Remark: Observe that if binary search tree property is satisfied then TREE-MINIMUM(x) is correct (meaning that the minimum is found).

Remark: Observe also that the complexity of TREE-MINIMUM(x) is of order $O(h)$, where $h$ is the height of the tree.

You can think now on how to design TREE-MAXIMUM(x) which should return the node associated to the maximum key in a BST.

Insertion in BST

When we want to insert a key in a BST, one of the main difficulty is that we have to maintain the binary search property. The classical approach is to insert the new key at a leaf. To decide after which leaf the new key should be added, the following iterative procedure can be followed:

  • If the new key is less than the current node move to the left subtree.
  • Otherwise, move to the right subtree.
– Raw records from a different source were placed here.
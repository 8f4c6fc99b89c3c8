//! Per-worker wake signal.
//!
//! Each worker owns one [`WakeSignal`] and registers it with every input
//! buffer it waits on. A `put` into an empty buffer notifies exactly one
//! registered signal: a targeted hand-off rather than a broadcast.

use std::sync::atomic::{AtomicBool, Ordering};
use std::sync::{Condvar, Mutex, PoisonError};
use std::time::Duration;

use lineworks_core::WorkerId;

/// A latched boolean plus condition variable owned by one worker.
///
/// The flag stays set after a notification until [`reset`](Self::reset),
/// so a notify that lands before the owner starts waiting is not lost.
#[derive(Debug)]
pub struct WakeSignal {
    owner: WorkerId,
    notified: Mutex<bool>,
    cvar: Condvar,
}

impl WakeSignal {
    /// A cleared signal owned by `owner`.
    pub fn new(owner: WorkerId) -> Self {
        Self {
            owner,
            notified: Mutex::new(false),
            cvar: Condvar::new(),
        }
    }

    /// The owning worker.
    pub fn owner(&self) -> &WorkerId {
        &self.owner
    }

    /// Latch the flag and wake the owner if it is waiting.
    pub fn notify(&self) {
        *self.lock() = true;
        self.cvar.notify_one();
    }

    /// Clear the flag.
    pub fn reset(&self) {
        *self.lock() = false;
    }

    /// Whether a notification is pending.
    pub fn is_notified(&self) -> bool {
        *self.lock()
    }

    /// Block until notified or until `running` is cleared.
    ///
    /// The flag is left as found; returns whether it was set on wake.
    /// Whoever clears `running` must call [`notify`](Self::notify)
    /// afterwards to release the waiter.
    pub fn wait(&self, running: &AtomicBool) -> bool {
        let guard = self
            .cvar
            .wait_while(self.lock(), |notified| {
                !*notified && running.load(Ordering::Acquire)
            })
            .unwrap_or_else(PoisonError::into_inner);
        *guard
    }

    /// Like [`wait`](Self::wait) with an upper bound. Returns whether
    /// the flag was set when the wait ended.
    pub fn wait_timeout(&self, running: &AtomicBool, timeout: Duration) -> bool {
        let (guard, _) = self
            .cvar
            .wait_timeout_while(self.lock(), timeout, |notified| {
                !*notified && running.load(Ordering::Acquire)
            })
            .unwrap_or_else(PoisonError::into_inner);
        *guard
    }

    fn lock(&self) -> std::sync::MutexGuard<'_, bool> {
        self.notified.lock().unwrap_or_else(PoisonError::into_inner)
    }
}

#[cfg(test)]
mod tests {
    use super::*;
    use std::sync::Arc;
    use std::thread;

    #[test]
    fn notify_before_wait_is_not_lost() {
        let signal = WakeSignal::new("M1".into());
        let running = AtomicBool::new(true);
        signal.notify();
        assert!(signal.wait(&running));
        assert!(signal.is_notified());
        signal.reset();
        assert!(!signal.is_notified());
    }

    #[test]
    fn notify_releases_a_blocked_waiter() {
        let signal = Arc::new(WakeSignal::new("M1".into()));
        let running = Arc::new(AtomicBool::new(true));
        let waiter = {
            let signal = Arc::clone(&signal);
            let running = Arc::clone(&running);
            thread::spawn(move || signal.wait(&running))
        };
        thread::sleep(Duration::from_millis(20));
        signal.notify();
        assert!(waiter.join().unwrap());
    }

    #[test]
    fn stop_protocol_releases_the_waiter() {
        let signal = Arc::new(WakeSignal::new("M1".into()));
        let running = Arc::new(AtomicBool::new(true));
        let waiter = {
            let signal = Arc::clone(&signal);
            let running = Arc::clone(&running);
            thread::spawn(move || signal.wait(&running))
        };
        thread::sleep(Duration::from_millis(20));
        running.store(false, Ordering::Release);
        signal.notify();
        waiter.join().unwrap();
    }

    #[test]
    fn wait_timeout_expires_when_nothing_happens() {
        let signal = WakeSignal::new("M1".into());
        let running = AtomicBool::new(true);
        assert!(!signal.wait_timeout(&running, Duration::from_millis(5)));
    }
}
//! Layout and history fixtures plus polling helpers.

use std::time::{Duration, Instant};

use lineworks_core::{
    BufferId, Color, History, Layout, Snapshot, WorkerLayout, WorkerState,
};

/// `Q0 → M1 → Q1 → … → Mn → Qn`.
pub fn line_layout(stations: usize) -> Layout {
    let buffers: Vec<BufferId> = (0..=stations).map(|i| BufferId::from(format!("Q{i}"))).collect();
    let workers = (1..=stations)
        .map(|i| WorkerLayout {
            id: format!("M{i}").into(),
            inputs: vec![buffers[i - 1].clone()],
            outputs: vec![buffers[i].clone()],
        })
        .collect();
    Layout { workers, buffers }
}

/// A history whose entries carry the given millisecond offsets. Entry
/// `i` holds `i` neutral items in `Q0` so entries are distinguishable.
pub fn history_at(offsets_ms: &[u64]) -> History {
    let history = History::new();
    for (i, ms) in offsets_ms.iter().enumerate() {
        history.append(
            Snapshot::new(Duration::from_millis(*ms))
                .with_worker("M1".into(), WorkerState::Idle, Color::Neutral)
                .with_buffer("Q0".into(), vec![Color::Neutral; i]),
        );
    }
    history
}

/// Poll `cond` every 2 ms until it holds or `timeout` passes.
pub fn wait_until(timeout: Duration, mut cond: impl FnMut() -> bool) -> bool {
    let deadline = Instant::now() + timeout;
    loop {
        if cond() {
            return true;
        }
        if Instant::now() >= deadline {
            return false;
        }
        std::thread::sleep(Duration::from_millis(2));
    }
}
You can find the pseudo-code below:

TREE-INSERT(T, z)
1  y ← NIL
2  x ← root[T]
3  while x ≠ NIL
4      do y ← x
5         if key[z] < key[x]
6             then x ← left[x]
7             else x ← right[x]
8  p[z] ← y
9  if y = NIL
10     then root[T] ← z        ▷ Tree T was empty
11     else if key[z] < key[y]
12             then left[y] ← z
13             else right[y] ← z

A more detailed explaination: The variable x traces the path in the tree and y is the current parent of x. The while loop in lines 3-7 makes the two variables to move down the tree, going left or right depending on if the key of z is bigger or smaller than the key of the current node x. If x = NIL then a leaf has been reached. This leaf is where the item z is placed. The 8-13 set the variables to ensure that z is inserted in the right place in the tree.

Remark: TREE-INSERT(T, z) runs in $O(h)$, where $h$ is the height of the tree.